Fortunati proposes a new model to overcome the limitations of various theories on the power relations between mobile technology and society, which works in two ways: it introduces the categories of space and time, and thus makes it possible to contextualise media in a particular context, and it conceptualises mobile media as cultural objects that interact not simply with society as a whole, but with producers and users of technological artifacts. The chapter’s success lies in its discussion of the implications of the theories presented. These are theories with broad relevance to anyone studying mobile media, regardless of their disciplinary association. Fortunati is self-assured in her criticisms of prevalent models of technology and her suggestions for future research.Fortunati outlines four main ways in which mobile media have been understood: as technological artifacts designed for information and communication, as relational objects that act in power relationships with humans and human society, as technologies defined by their uses, and as socio-technical systems that elaborate a generalist notion of how technology and society interrelate. She favours the latter framework because it does not look at specific technological devices, but focuses on “the complexity of general situations” (p. 23). This is an appropriate framework due to integration and convergence among various mobile technologies: we use several devices in everyday life, together, and sometimes all at once.

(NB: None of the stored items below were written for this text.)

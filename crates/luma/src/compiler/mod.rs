// Bytecode compiler: lowers the parsed AST into function prototypes.
// One FuncState per nested function literal; registers are a bump allocator
// with statement-level reclamation; upvalues resolve by walking the
// enclosing states.

pub mod lexer;
pub mod parser;

mod expr;
mod helpers;
mod stmt;

use crate::lua_value::{Chunk, LocalVar};
use crate::lua_vm::{Instruction, LuaError, OpCode};
use parser::LuaParser;
use parser::ast::Block;
use smol_str::SmolStr;

pub(crate) use helpers::*;
pub(crate) use stmt::compile_block;

/// How many values the surrounding context wants from an expression.
#[derive(Debug, Clone, Copy, PartialEq, Eq)]
pub(crate) enum Want {
    Fixed(u32),
    All,
}

/// Per-function compile state.
pub(crate) struct FuncState {
    pub chunk: Chunk,
    /// Locals currently in scope, in register order.
    pub actives: Vec<LocalSlot>,
    pub scope_depth: usize,
    pub next_register: u32,
    pub loop_stack: Vec<LoopInfo>,
    pub upvalues: Vec<UpvalueInfo>,
}

pub(crate) struct LocalSlot {
    pub name: SmolStr,
    pub depth: usize,
    pub register: u32,
    /// Set when an inner closure captures this slot; scope exit must then
    /// close the cell.
    pub captured: bool,
    /// Index into chunk.locals, for end_pc patching.
    pub var_index: usize,
}

pub(crate) struct LoopInfo {
    pub break_jumps: Vec<usize>,
    /// Scope depth at loop entry, so break can close everything inside.
    pub scope_depth: usize,
}

#[derive(Debug, Clone)]
pub(crate) struct UpvalueInfo {
    pub name: SmolStr,
    pub from_parent_local: bool,
    pub index: u32,
}

pub struct Compiler {
    pub(crate) states: Vec<FuncState>,
    pub(crate) source_name: SmolStr,
}

impl Compiler {
    /// Compile a source chunk into a prototype. The main chunk is vararg,
    /// as in Lua.
    pub fn compile(source: &str, source_name: &str) -> Result<Chunk, LuaError> {
        let block = LuaParser::parse(source).map_err(|errors| {
            let first_pos = errors.first().map(|e| e.position);
            let message = errors
                .iter()
                .map(|e| format!("{}: {}", e.position, e.message))
                .collect::<Vec<_>>()
                .join("\n");
            LuaError::compile(message, first_pos)
        })?;
        Self::compile_block_ast(&block, source_name)
    }

    /// Compile an already-parsed block (used by `load` and the tests).
    pub fn compile_block_ast(block: &Block, source_name: &str) -> Result<Chunk, LuaError> {
        let mut c = Compiler {
            states: Vec::new(),
            source_name: SmolStr::new(source_name),
        };
        c.push_state(&[], true, None);

        compile_block(&mut c, block)?;

        let last_line = block.last().map(|s| s.position().line).unwrap_or(1);
        emit(
            &mut c,
            Instruction::encode_abc(OpCode::Return, 0, 1, 0),
            last_line,
        );

        let state = c.states.pop().expect("compiler state underflow");
        Ok(finish_state(state))
    }

    pub(crate) fn push_state(
        &mut self,
        params: &[SmolStr],
        is_vararg: bool,
        name: Option<String>,
    ) {
        let mut chunk = Chunk::new(self.source_name.clone());
        chunk.param_count = params.len();
        chunk.is_vararg = is_vararg;
        chunk.name = name;

        let mut state = FuncState {
            chunk,
            actives: Vec::new(),
            scope_depth: 0,
            next_register: 0,
            loop_stack: Vec::new(),
            upvalues: Vec::new(),
        };

        for (i, param) in params.iter().enumerate() {
            state.chunk.locals.push(LocalVar {
                name: param.clone(),
                register: i as u32,
                start_pc: 0,
                end_pc: usize::MAX,
            });
            state.actives.push(LocalSlot {
                name: param.clone(),
                depth: 0,
                register: i as u32,
                captured: false,
                var_index: i,
            });
        }
        state.next_register = params.len() as u32;
        if state.next_register as usize > state.chunk.max_stack_size {
            state.chunk.max_stack_size = state.next_register as usize;
        }

        self.states.push(state);
    }
}

/// Seal a finished FuncState into its chunk.
pub(crate) fn finish_state(mut state: FuncState) -> Chunk {
    let end = state.chunk.code.len();
    for slot in &state.actives {
        if state.chunk.locals[slot.var_index].end_pc == usize::MAX {
            state.chunk.locals[slot.var_index].end_pc = end;
        }
    }
    for var in &mut state.chunk.locals {
        if var.end_pc == usize::MAX {
            var.end_pc = end;
        }
    }
    state.chunk.upvalue_descs = state
        .upvalues
        .iter()
        .map(|u| crate::lua_value::UpvalueDesc {
            from_parent_local: u.from_parent_local,
            index: u.index,
        })
        .collect();
    state.chunk
}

Many of the contributions work through the kinds of suggestions Fortunati makes. Kyoung-hwa Yonnie Kim’s chapter (“Genealogy of Mobile Creativity: A Media Archaeological Approach to Literary Practice in Japan”) adopts something similar to the technology-society-user-producer model. It also demonstrates the geographically specific case-study form that many of the contributions take. Kim analyses Japanese mobile media within the specific framework of Media Archaeology, a subfield of Media Studies that is attracting much interest at the moment.
Kim argues that cultural forms of creativity, such as keitai shôsetsu (“mobile phone novel”) and hagaki bungaku (“postcard literature”), should be understood not in a linear new/old form of development, but as complex cyclical forms. In this light, such mobile media forms share structural similarities with email, literature, and photojournalism, and do not offer categorically new or “fresh” experiences. Combining ethnographic field research and close scrutiny of her sources, Kim arrives at satisfying conclusions. Participatory forms of culture attributed to digital media can be seen in these earlier media in a “grassroots” form. This contribution demonstrates a productive way to conceptualise mobile media, enabling them to be related to a range of media technologies “despite the chronological gap and difference in social backgrounds” (p. 222). However, it is too brief to go into as much detail as I would have liked; something that is observable in many of the book’s chapters.
As a whole, this book’s value lies in its diversity. Its chapters are brief but suggestive. Some interrogate methodological approaches to the subject, and others demonstrate these approaches in action. It is not comprehensive, but that would be impossible due to the nature of its object of study. In this shifting landscape, I’m not sure “definitive” is a term able to be used. The constant developments in mobile media make it an exciting field of scholarship, and this book exploits these exciting energies.